Everything in the listing below must be duplicated exactly.

+++

//! Raft integration for cohort nodes.
//!
//! Wraps the `async-raft` engine with a sled-backed log store, an HTTP
//! transport resolved through a shared route table, and the
//! [`ConsensusNode`] facade the HTTP surface talks to.

pub mod command;
pub mod network;
pub mod node;
pub mod store;

pub use command::{CohortRaft, LogCommand, LogReceipt};
pub use network::{HttpRaftNetwork, RouteTable, RpcEnvelope};
pub use node::{ConsensusNode, JoinRequest, JoinResponse, PeerInfo, RaftStatus};
pub use store::SledLogStore;
//! Canonical JSON encoding.
//!
//! The signing preimage of a transaction and the state machine snapshot both
//! use this encoding: object keys sorted ascending byte-wise, no insignificant
//! whitespace, UTF-8. Every replica must agree on these bytes exactly.

use crate::{CoreError, Result};
use serde::Serialize;
use serde_json::Value;

/// Encodes any serializable value canonically.
pub fn canonicalize<T: Serialize>(value: &T) -> Result<Vec<u8>> {
    let v = serde_json::to_value(value)
        .map_err(|e| CoreError::Internal(format!("canonical encode: {e}")))?;
    Ok(to_canonical_vec(&v))
}

/// Canonical byte encoding of a JSON value.
pub fn to_canonical_vec(value: &Value) -> Vec<u8> {
    to_canonical_string(value).into_bytes()
}

/// Canonical string encoding of a JSON value.
pub fn to_canonical_string(value: &Value) -> String {
    let mut out = String::new();
    write_canonical(value, &mut out);
    out
}

fn write_canonical(value: &Value, out: &mut String) {
    match value {
        Value::Object(map) => {
            let mut keys: Vec<&String> = map.keys().collect();
            keys.sort();
            out.push('{');
            for (i, key) in keys.iter().enumerate() {
                if i > 0 {
                    out.push(',');
                }
                out.push_str(&Value::String((*key).clone()).to_string());
                out.push(':');
                write_canonical(&map[*key], out);
            }
            out.push('}');
        }
        Value::Array(items) => {
            out.push('[');
            for (i, item) in items.iter().enumerate() {
                if i > 0 {
                    out.push(',');
                }
                write_canonical(item, out);
            }
            out.push(']');
        }
        // Scalars already render compactly and deterministically.
        other => out.push_str(&other.to_string()),
    }
}

#[cfg(test)]
mod tests {
    use super::*;
    use serde_json::json;

    #[test]
    fn sorts_object_keys_recursively() {
        let v = json!({"b": 1, "a": {"z": true, "m": [3, {"y": 1, "x": 2}]}});
        assert_eq!(
            to_canonical_string(&v),
            r#"{"a":{"m":[3,{"x":2,"y":1}],"z":true},"b":1}"#
        );
    }

    #[test]
    fn no_insignificant_whitespace() {
        let v = json!({"k": [1, 2, 3], "s": "a b"});
        assert_eq!(to_canonical_string(&v), r#"{"k":[1,2,3],"s":"a b"}"#);
    }

    #[test]
    fn escapes_strings() {
        let v = json!({"q": "he said \"hi\"\n"});
        assert_eq!(to_canonical_string(&v), r#"{"q":"he said \"hi\"\n"}"#);
    }

    #[test]
    fn encoding_is_insensitive_to_insertion_order() {
        let a: Value = serde_json::from_str(r#"{"x":1,"y":2}"#).unwrap();
        let b: Value = serde_json::from_str(r#"{"y":2,"x":1}"#).unwrap();
        assert_eq!(to_canonical_vec(&a), to_canonical_vec(&b));
    }
}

+++

**Reply**:
//! Raft integration for cohort nodes.
//!
//! Wraps the `async-raft` engine with a sled-backed log store, an HTTP
//! transport resolved through a shared route table, and the
//! [`ConsensusNode`] facade the HTTP surface talks to.

pub mod command;
pub mod network;
pub mod node;
pub mod store;

pub use command::{CohortRaft, LogCommand, LogReceipt};
pub use network::{HttpRaftNetwork, RouteTable, RpcEnvelope};
pub use node::{ConsensusNode, JoinRequest, JoinResponse, PeerInfo, RaftStatus};
pub use store::SledLogStore;
//! Canonical JSON encoding.
//!
//! The signing preimage of a transaction and the state machine snapshot both
//! use this encoding: object keys sorted ascending byte-wise, no insignificant
//! whitespace, UTF-8. Every replica must agree on these bytes exactly.

use crate::{CoreError, Result};
use serde::Serialize;
use serde_json::Value;

/// Encodes any serializable value canonically.
pub fn canonicalize<T: Serialize>(value: &T) -> Result<Vec<u8>> {
    let v = serde_json::to_value(value)
        .map_err(|e| CoreError::Internal(format!("canonical encode: {e}")))?;
    Ok(to_canonical_vec(&v))
}

/// Canonical byte encoding of a JSON value.
pub fn to_canonical_vec(value: &Value) -> Vec<u8> {
    to_canonical_string(value).into_bytes()
}

/// Canonical string encoding of a JSON value.
pub fn to_canonical_string(value: &Value) -> String {
    let mut out = String::new();
    write_canonical(value, &mut out);
    out
}

fn write_canonical(value: &Value, out: &mut String) {
    match value {
        Value::Object(map) => {
            let mut keys: Vec<&String> = map.keys().collect();
            keys.sort();
            out.push('{');
            for (i, key) in keys.iter().enumerate() {
                if i > 0 {
                    out.push(',');
                }
                out.push_str(&Value::String((*key).clone()).to_string());
                out.push(':');
                write_canonical(&map[*key], out);
            }
            out.push('}');
        }
        Value::Array(items) => {
            out.push('[');
            for (i, item) in items.iter().enumerate() {
                if i > 0 {
                    out.push(',');
                }
                write_canonical(item, out);
            }
            out.push(']');
        }
        // Scalars already render compactly and deterministically.
        other => out.push_str(&other.to_string()),
    }
}

#[cfg(test)]
mod tests {
    use super::*;
    use serde_json::json;

    #[test]
    fn sorts_object_keys_recursively() {
        let v = json!({"b": 1, "a": {"z": true, "m": [3, {"y": 1, "x": 2}]}});
        assert_eq!(
            to_canonical_string(&v),
            r#"{"a":{"m":[3,{"x":2,"y":1}],"z":true},"b":1}"#
        );
    }

    #[test]
    fn no_insignificant_whitespace() {
        let v = json!({"k": [1, 2, 3], "s": "a b"});
        assert_eq!(to_canonical_string(&v), r#"{"k":[1,2,3],"s":"a b"}"#);
    }

    #[test]
    fn escapes_strings() {
        let v = json!({"q": "he said \"hi\"\n"});
        assert_eq!(to_canonical_string(&v), r#"{"q":"he said \"hi\"\n"}"#);
    }

    #[test]
    fn encoding_is_insensitive_to_insertion_order() {
        let a: Value = serde_json::from_str(r#"{"x":1,"y":2}"#).unwrap();
        let b: Value = serde_json::from_str(r#"{"y":2,"x":1}"#).unwrap();
        assert_eq!(to_canonical_vec(&a), to_canonical_vec(&b));
    }
}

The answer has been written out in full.